Peter Wilson

Personal information
- Full name: Peter Robert Bain Wilson
- Born: 31 October 1944 (age 81) Bulawayo, Southern Rhodesia
- Batting: Right-handed
- Bowling: Leg break

Domestic team information
- 1968–1970: Oxford University

Career statistics
| Competition | First-class |
| Matches | 23 |
| Runs scored | 664 |
| Batting average | 17.47 |
| 100s/50s | –/1 |
| Top score | 94 |
| Balls bowled | 261 |
| Wickets | 7 |
| Bowling average | 33.28 |
| 5 wickets in innings | – |
| 10 wickets in match | – |
| Best bowling | 4/60 |
| Catches/stumpings | 9/– |
- Source: Cricinfo, 1 June 2020

= Peter Wilson (cricketer, born 1944) =

South African cricketer and field hockey player

Peter Robert Bain Wilson (born 31 October 1944) is a South African first-class cricketer and field hockey player.
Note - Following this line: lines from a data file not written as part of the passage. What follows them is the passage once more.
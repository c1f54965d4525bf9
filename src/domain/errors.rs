//! Domain error types
//!
//! Only the typed parser reports errors. The `validate` entry points fold every
//! outcome into a [`Validation`](super::Validation) instead.

use std::fmt;

use super::validation::IsbnKind;

#[derive(Debug, Clone, Copy, PartialEq, Eq)]
pub enum IsbnError {
    /// Not text, or text matching neither the ISBN-10 nor the ISBN-13 shape
    WrongFormat,
    /// Recognized shape whose check digit does not verify
    ValidationFailed { kind: IsbnKind },
}

impl fmt::Display for IsbnError {
    fn fmt(&self, f: &mut fmt::Formatter<'_>) -> fmt::Result {
        match self {
            IsbnError::WrongFormat => write!(f, "Wrong format: not an ISBN-10 or ISBN-13"),
            IsbnError::ValidationFailed { kind } => {
                write!(f, "Validation failed: bad {} check digit", kind)
            }
        }
    }
}

impl std::error::Error for IsbnError {}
Wilson was born at Bulawayo in Southern Rhodesia in October 1944. He attended Milton High School, Bulawayo, studied engineering at the University of Cape Town, later studying in England as a Rhodes Scholar at St Edmund Hall at the University of Oxford. While studying at Oxford, he played first-class cricket for Oxford University, making his debut against Gloucestershire at Oxford in 1968. He played first-class cricket for Oxford until 1970, making 23 appearances. Wilson scored a total of 664 runs in his 23 matches, at an average of 17.47 and with a high score of 94. With his leg break bowling, he took 7 wickets with best figures of 4 for 60. In addition to playing cricket for the university, he also represented it and Oxfordshire in field hockey.

Wilson played international hockey for South Africa. Having worked in the oil and mining industries, Wilson set up the African Leadership Institute in 2004.